You're basically correct about all this....

The idea of the possible buy in are not "bad" per se, if you go into them the right way. What are you looking for? What is the owner doctor looking for?

If the owner doctor is looking for a partner, and they are SERIOUS about wanting a partner, then they should be willing to specify the terms and conditions under which they will allow an associate to buy in. They can be whatever you want....certain revenue targets met, certain number of new patients in the office etc. etc. Whatever works....but I would proceed with caution because my experience has been that most of these people aren't really looking for some to buy in, they are looking for an associate doctor. When going into the negotiations, YOU as the junior doctor need to bring something to the table...you want to buy in but what are YOU going to bring to the table other than a warm body and a license to practice?
 
If the ERISA legislation ever passes, then OD's could be in trouble. Otherwise, the trend seems to be for states to push for "any willing provider" laws. If they are succesful then OD's will benefit.

Dr. Chudner.....please elaborate on how ERISA works and how would that have a negative impact on OD's ?
 
Dr. Chudner.....please elaborate on how ERISA works and how would that have a negative impact on OD's ?
ERISA stands for Employee Retirement Income Security Act. ERISA preempts all state laws that relate to any employee benefit plan. If the previously proposed legislation ever goes through all health care plans would fall under ERISA thereby eliminating the "Any Willing Provider" laws that some states have. If that happens, providers can be denied access onto medical panels based on their specialty. Considering that OD's are not allowed on medical plans in several states currently, I imagine that the same thing would happen in the AWP states.
 
ERISA stands for Employee Retirement Income Security Act. ERISA preempts all state laws that relate to any employee benefit plan. If the previously proposed legislation ever goes through all health care plans would fall under ERISA thereby eliminating the "Any Willing Provider" laws that some states have. If that happens, providers can be denied access onto medical panels based on their specialty. Considering that OD's are not allowed on medical plans in several states currently, I imagine that the same thing would happen in the AWP states.
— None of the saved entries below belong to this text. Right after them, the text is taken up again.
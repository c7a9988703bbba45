//! Payment service implementation
//!
//! Drives the participant payment lifecycle. Every mutation goes through
//! the central transition table; setting a status the participant already
//! holds is an idempotent no-op and never re-fires notifications.

use std::sync::Arc;

use tracing::{debug, warn};
use uuid::Uuid;

use crate::database::store::{EventStore, ParticipantStore, PaymentPatch};
use crate::models::event::Event;
use crate::models::participant::{Participant, PaymentMethod, PaymentStatus};
use crate::services::notification::{NotificationSender, PaymentNotification};
use crate::utils::errors::{GenesisError, Result};
use crate::utils::logging::{log_notification_failure, log_payment_transition};

/// Payment lifecycle workflows over the store seam
#[derive(Clone)]
pub struct PaymentService {
    events: Arc<dyn EventStore>,
    participants: Arc<dyn ParticipantStore>,
    notifier: Arc<dyn NotificationSender>,
}

impl PaymentService {
    pub fn new(
        events: Arc<dyn EventStore>,
        participants: Arc<dyn ParticipantStore>,
        notifier: Arc<dyn NotificationSender>,
    ) -> Self {
        Self {
            events,
            participants,
            notifier,
        }
    }

    /// Transition a participant's payment status
    ///
    /// Repeating a call with the status the participant already holds
    /// succeeds without side effects. A notification fires exactly once per
    /// distinct transition into a settling or failing status, with an extra
    /// copy to the team lead for team members.
    pub async fn update_payment_status(
        &self,
        actor: &str,
        participant_id: Uuid,
        new_status: PaymentStatus,
        method: Option<PaymentMethod>,
        receipt_url: Option<String>,
        transaction_id: Option<String>,
    ) -> Result<Participant> {
        let participant = self
            .participants
            .get_participant(participant_id)
            .await?
            .ok_or(GenesisError::ParticipantNotFound { participant_id })?;

        if participant.payment_status == new_status {
            debug!(
                participant_id = %participant_id,
                status = %new_status,
                "Payment status unchanged, skipping"
            );
            return Ok(participant);
        }

        if !participant.payment_status.can_transition_to(new_status) {
            return Err(GenesisError::InvalidStateTransition {
                from: participant.payment_status.to_string(),
                to: new_status.to_string(),
            });
        }

        if let Some(ref transaction_id) = transaction_id {
            self.ensure_transaction_unclaimed(participant_id, transaction_id)
                .await?;
        }

        let updated = self
            .participants
            .update_payment(
                participant_id,
                PaymentPatch {
                    payment_status: Some(new_status),
                    payment_method: method,
                    receipt_url,
                    transaction_id,
                },
            )
            .await?;

        log_payment_transition(
            participant_id,
            participant.payment_status.as_str(),
            new_status.as_str(),
            actor,
        );

        if new_status.notifies() {
            self.dispatch_notifications(&updated, new_status).await;
        }

        Ok(updated)
    }

    /// Online payment completed by the participant
    pub async fn complete_online_payment(
        &self,
        participant_id: Uuid,
        transaction_id: Option<String>,
    ) -> Result<Participant> {
        self.update_payment_status(
            "participant",
            participant_id,
            PaymentStatus::Paid,
            Some(PaymentMethod::Online),
            None,
            transaction_id,
        )
        .await
    }

    /// Offline payment recorded together with its receipt
    pub async fn complete_offline_payment(
        &self,
        participant_id: Uuid,
        receipt_url: String,
    ) -> Result<Participant> {
        self.update_payment_status(
            "participant",
            participant_id,
            PaymentStatus::OfflinePaid,
            Some(PaymentMethod::Offline),
            Some(receipt_url),
            None,
        )
        .await
    }

    /// Receipt uploaded for review; also the re-upload path after a
    /// rejection
    pub async fn submit_receipt(
        &self,
        participant_id: Uuid,
        receipt_url: String,
    ) -> Result<Participant> {
        self.update_payment_status(
            "participant",
            participant_id,
            PaymentStatus::UnderVerification,
            None,
            Some(receipt_url),
            None,
        )
        .await
    }

    /// Admin confirmed the UPI transaction matches
    pub async fn confirm_payment(
        &self,
        actor: &str,
        participant_id: Uuid,
        transaction_id: Option<String>,
    ) -> Result<Participant> {
        self.update_payment_status(
            actor,
            participant_id,
            PaymentStatus::Paid,
            None,
            None,
            transaction_id,
        )
        .await
    }

    /// Admin rejected the payment evidence
    pub async fn reject_payment(&self, actor: &str, participant_id: Uuid) -> Result<Participant> {
        self.update_payment_status(actor, participant_id, PaymentStatus::Failed, None, None, None)
            .await
    }

    /// Manually attach a transaction id without changing the status
    ///
    /// Rejected when another participant already claims the same id, so one
    /// receipt can never cover two registrations.
    pub async fn attach_transaction_id(
        &self,
        participant_id: Uuid,
        transaction_id: String,
    ) -> Result<Participant> {
        self.participants
            .get_participant(participant_id)
            .await?
            .ok_or(GenesisError::ParticipantNotFound { participant_id })?;

        self.ensure_transaction_unclaimed(participant_id, &transaction_id)
            .await?;

        self.participants
            .update_payment(
                participant_id,
                PaymentPatch {
                    transaction_id: Some(transaction_id),
                    ..PaymentPatch::default()
                },
            )
            .await
    }

    async fn ensure_transaction_unclaimed(
        &self,
        participant_id: Uuid,
        transaction_id: &str,
    ) -> Result<()> {
        // the storage uniqueness constraint is the real guard; this check
        // exists to return the specific error before a write is attempted
        if let Some(holder) = self
            .participants
            .find_by_transaction_id(transaction_id)
            .await?
        {
            if holder.id != participant_id {
                warn!(
                    participant_id = %participant_id,
                    holder_id = %holder.id,
                    "Transaction id already claimed"
                );
                return Err(GenesisError::DuplicateTransactionId {
                    transaction_id: transaction_id.to_string(),
                });
            }
        }
        Ok(())
    }

    /// Notify the participant, and the team lead for team members; dispatch
    /// failures are logged and never bubble up
    async fn dispatch_notifications(&self, participant: &Participant, status: PaymentStatus) {
        let event = match self.event_for(participant).await {
            Some(event) => event,
            None => return,
        };

        let notification = PaymentNotification::for_participant(participant, &event, status);
        if let Err(err) = self.notifier.notify_payment_status(notification).await {
            log_notification_failure(participant.id, &err.to_string());
        }

        if let Some(team_id) = participant.team_id {
            match self.participants.find_team_lead(team_id).await {
                Ok(Some(lead)) if lead.id != participant.id => {
                    let copy =
                        PaymentNotification::for_team_lead(&lead, participant, &event, status);
                    if let Err(err) = self.notifier.notify_payment_status(copy).await {
                        log_notification_failure(lead.id, &err.to_string());
                    }
                }
                Ok(_) => {}
                Err(err) => log_notification_failure(participant.id, &err.to_string()),
            }
        }
    }

    async fn event_for(&self, participant: &Participant) -> Option<Event> {
        match self.events.get_event(participant.event_id).await {
            Ok(event) => event,
            Err(err) => {
                log_notification_failure(participant.id, &err.to_string());
                None
            }
        }
    }
}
Can someone please explain the "any willing provider" law in more detail? I gather this means any health care provider can get onto medical insurance panels by law, is this correct? if so, what does ERISA have to do with this law? I don't see the connection. Sorry I'm kinda slow.
 
Dr. Chudner.....please elaborate on how ERISA works and how would that have a negative impact on OD's ?

ERISA's history (source: http://www.dol.gov/ebsa/aboutebsa/history.html) was originally about pension plans and was expanded beyond that to employee benefits. In a nutshell state or local legislation, statute or regulation cannot supersede ERISA's employer-run heath plans. The administrators of the health plan are just that, they do not set the benefit level or the type of provider who can provide that benefit to its employee.

Thus "any willing provider" law was originally a concept to confront another issue of medical physicians and surgeons who were shut out of medical panels and plans and was only recently expanded to include non-physicians and surgeons (or tried to). In my opinion, the any willing provider law is ineffective or even irrelevant to ERISA plans
 
In my opinion, the any willing provider law is ineffective or even irrelevant to ERISA plans
I agree. ERISA plans are not subject to AWP legislation. In the states that have this legislation (I practice in one), AWP has been very effective in making sure OD's can get on any open panel (non-ERISA plns). We have had several instances where an insurance panel claimed to be closed only to find out it was closed to OD's only. Our state association has been very successful in fighting to make sure those plan reopen to OD's.